The Book of Zohar’s reinterpretations in describing the origin of humankind is based on a reading of Genesis 1:27 where God created a male and a female in his own image. In this take on the Biblical tale, God created an androgenous figure who was half male and half female- a human. Centuries later, Zohar elaborates that God put Adam on a deep slumber and sawed off the female side of the human, dividing the “male” and the “female” into distinct humans. This detached portion was “the original Lilith, who was with him [Adam] and who conceived from him” (Zohar 34b).Later, Lilith sees her rival Eve clinging on to Adam and in a jealous rage, flies away.

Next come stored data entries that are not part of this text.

//! Recursive resolution of `Template` references.
//!
//! A node carrying a `Template` attribute is merged with the root element of
//! the referenced document: attributes absent on the node are copied over,
//! and template children are spliced in wherever the node has no same-tag
//! child or the corresponding member is collection-valued. Local content
//! always wins over templated content. Template documents resolve their own
//! `Template` attributes while loading, so inheritance chains compose
//! transitively; a visited set guards against reference cycles.

use tracing::{debug, trace};

use std::collections::HashSet;
use std::path::{Path, PathBuf};

use crate::document::{DocumentNode, TEMPLATE_ATTRIBUTE, TYPE_ATTRIBUTE, parse_document};
use crate::error::{StencilError, StencilResult};
use crate::schema::{SchemaRegistry, TypeSchema};

use super::sort::{Provenance, sort_children};

/// Default file extension of template documents.
pub(crate) const TEMPLATE_EXTENSION: &str = "stencil";

/// Everything the merge pass needs besides the document itself.
///
/// Constructed per import; holds no state between documents.
#[derive(Debug)]
pub struct TemplateContext<'a> {
    registry: &'a SchemaRegistry,
    base_path: &'a Path,
    scopes: &'a [String],
    extension: &'a str,
}

impl<'a> TemplateContext<'a> {
    /// Create a context resolving template paths against `base_path` and
    /// type names against `registry` within `scopes`.
    #[must_use]
    pub fn new(registry: &'a SchemaRegistry, base_path: &'a Path, scopes: &'a [String]) -> Self {
        Self {
            registry,
            base_path,
            scopes,
            extension: TEMPLATE_EXTENSION,
        }
    }

    /// Override the template file extension (without the leading dot).
    #[must_use]
    pub fn with_extension(mut self, extension: &'a str) -> Self {
        self.extension = extension;
        self
    }

    fn template_path(&self, reference: &str) -> PathBuf {
        self.base_path
            .join(format!("{reference}.{}", self.extension))
    }
}

/// Resolve every `Template` reference in `node`'s subtree, in place.
///
/// Each merged node's children are sorted against the template's declared
/// type before the pass descends further.
///
/// # Errors
///
/// Returns [`StencilError::TemplateNotFound`] for dangling references,
/// [`StencilError::TemplateCycle`] when a reference chain revisits a
/// document still being resolved, [`StencilError::UnknownType`] /
/// [`StencilError::AmbiguousType`] for unresolvable `Type` declarations, and
/// [`StencilError::InvalidMemberKind`] when a template child addresses a
/// function member.
pub fn resolve_templates(node: &mut DocumentNode, ctx: &TemplateContext<'_>) -> StencilResult<()> {
    let mut visited = HashSet::new();
    let mut stack = Vec::new();
    resolve_node(node, ctx, &mut visited, &mut stack)
}

/// [`resolve_templates`] for a document loaded from `origin`.
///
/// Seeds the cycle guard with the document's own path, so a template chain
/// leading back to the originating file is reported as a cycle rather than
/// recursing forever.
///
/// # Errors
///
/// As [`resolve_templates`], plus [`StencilError::Io`] if `origin` cannot be
/// canonicalised.
pub fn resolve_templates_from(
    node: &mut DocumentNode,
    origin: &Path,
    ctx: &TemplateContext<'_>,
) -> StencilResult<()> {
    let canonical = std::fs::canonicalize(origin).map_err(|e| StencilError::io(origin, e))?;
    let mut visited = HashSet::new();
    visited.insert(canonical.clone());
    let mut stack = vec![canonical];
    resolve_node(node, ctx, &mut visited, &mut stack)
}

fn resolve_node(
    node: &mut DocumentNode,
    ctx: &TemplateContext<'_>,
    visited: &mut HashSet<PathBuf>,
    stack: &mut Vec<PathBuf>,
) -> StencilResult<()> {
    let mut provenance = Provenance::new();

    if let Some(reference) = node.attribute(TEMPLATE_ATTRIBUTE).map(str::to_owned) {
        let template_root = load_template(&reference, ctx, visited, stack)?;
        merge_attributes(node, &template_root);
        let bound_type = template_type(&template_root, ctx, stack)?;
        splice_children(node, &template_root, bound_type, ctx, &mut provenance)?;
        sort_children(node, bound_type, ctx.registry, &provenance)?;
    }

    // Spliced children came out of a fully resolved template document, so
    // only the remaining children need the descent.
    for child in node.children_mut() {
        if !provenance.is_new(child.id()) {
            resolve_node(child, ctx, visited, stack)?;
        }
    }
    Ok(())
}

/// Load and fully resolve the referenced template document, guarding the
/// reference chain against cycles.
fn load_template(
    reference: &str,
    ctx: &TemplateContext<'_>,
    visited: &mut HashSet<PathBuf>,
    stack: &mut Vec<PathBuf>,
) -> StencilResult<DocumentNode> {
    let path = ctx.template_path(reference);
    if !path.is_file() {
        let referenced_from = stack
            .last()
            .cloned()
            .unwrap_or_else(|| PathBuf::from("<document>"));
        return Err(StencilError::template_not_found(&path, &referenced_from));
    }
    let canonical = std::fs::canonicalize(&path).map_err(|e| StencilError::io(&path, e))?;
    if !visited.insert(canonical.clone()) {
        return Err(StencilError::template_cycle(stack, &canonical));
    }
    debug!(template = %canonical.display(), "loading template document");

    stack.push(canonical.clone());
    let result = parse_document(&canonical)
        .and_then(|mut root| resolve_node(&mut root, ctx, visited, stack).map(|()| root));
    stack.pop();
    visited.remove(&canonical);
    result
}

/// Copy template attributes the node does not already carry.
/// First writer wins: a value already on the node is never overwritten.
fn merge_attributes(node: &mut DocumentNode, template_root: &DocumentNode) {
    for (key, value) in template_root.attributes() {
        if node.attribute(key).is_none() {
            node.set_attribute(key, value);
        }
    }
}

/// Resolve the template root's declared `Type` to a registered schema.
fn template_type<'r>(
    template_root: &DocumentNode,
    ctx: &TemplateContext<'r>,
    stack: &[PathBuf],
) -> StencilResult<&'r TypeSchema> {
    let Some(type_name) = template_root.attribute(TYPE_ATTRIBUTE) else {
        let origin = stack
            .last()
            .map_or_else(|| PathBuf::from("<document>"), Clone::clone);
        return Err(StencilError::parse(
            &origin,
            "template root is missing a Type attribute",
        ));
    };
    ctx.registry.resolve_type(type_name, ctx.scopes)
}

/// Splice template children the node lacks, marking them in `provenance`.
///
/// Children addressing a collection member are always spliced; a scalar or
/// sub-object member already represented by a local child keeps the local
/// one. Template children whose tag is not a member of the bound type are
/// skipped: the tag may be meaningful to a different layer.
fn splice_children(
    node: &mut DocumentNode,
    template_root: &DocumentNode,
    bound_type: &TypeSchema,
    ctx: &TemplateContext<'_>,
    provenance: &mut Provenance,
) -> StencilResult<()> {
    let qualified = bound_type.qualified_name();
    for template_child in template_root.children() {
        let tag = template_child.tag();
        let member = match ctx.registry.resolve_member(&qualified, tag) {
            Ok(member) => member,
            Err(StencilError::UnresolvedMember { .. }) => {
                debug!(tag, type_name = %qualified, "template child is not a member; skipped");
                continue;
            }
            Err(other) => return Err(other),
        };
        if !member.member().is_data() {
            return Err(StencilError::invalid_member_kind(tag, &qualified));
        }

        if node.child(tag).is_none() || member.member().is_list() {
            let copy = template_child.deep_import();
            provenance.mark(copy.id());
            debug!(tag, "spliced template child");
            node.push_child(copy);
        } else {
            trace!(tag, "local child shadows template child");
        }
    }
    Ok(())
}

In the Zohar too, Lilith’s past characterization as a vicious succubus follows. Lilith grabs lone men and steals their seed to make demon children, leaving them infected with diseases. All nocturnal emissions reveal that Lilith has visited the man at night time. Zohar 19b reads:
She [Lilith] roams at night, and goes all about the world and makes sport with men and causes them to emit seed. In every place where a man sleeps alone in a house, she visits him and grabs him and attaches herself to him and has her desire from him, and bears from him. And she also afflicts him with sickness, and he knows it not, and all this takes place when the moon is on the wane..
Zohar 19b.
The Zohar often mentions Shekinah, the female side to God, and constructs Lilith as her antithesis. While Shekinah is Israel’s mother, Lilith is its destruction. The Book of Zohar then lands another strike to Lilith, partnering her with the Samael or Asmodeus, the male personification of evil. In Zohar 23b and 55a, Lilith and Samael are said to form an unholy alliance, and breed demon children. God later castrates Samael, and she turns to lone sleepers to steal their seed and impregnate herself. The Zohar’s Lilith is Adam’s first wife who has turned into a succubus that brings illness and death to all.
Lilith appears in many stories and forms in ancient texts, all of which have informed and constructed Lilith’s image in ancient societies. Lilith has forever been immortalized in these texts.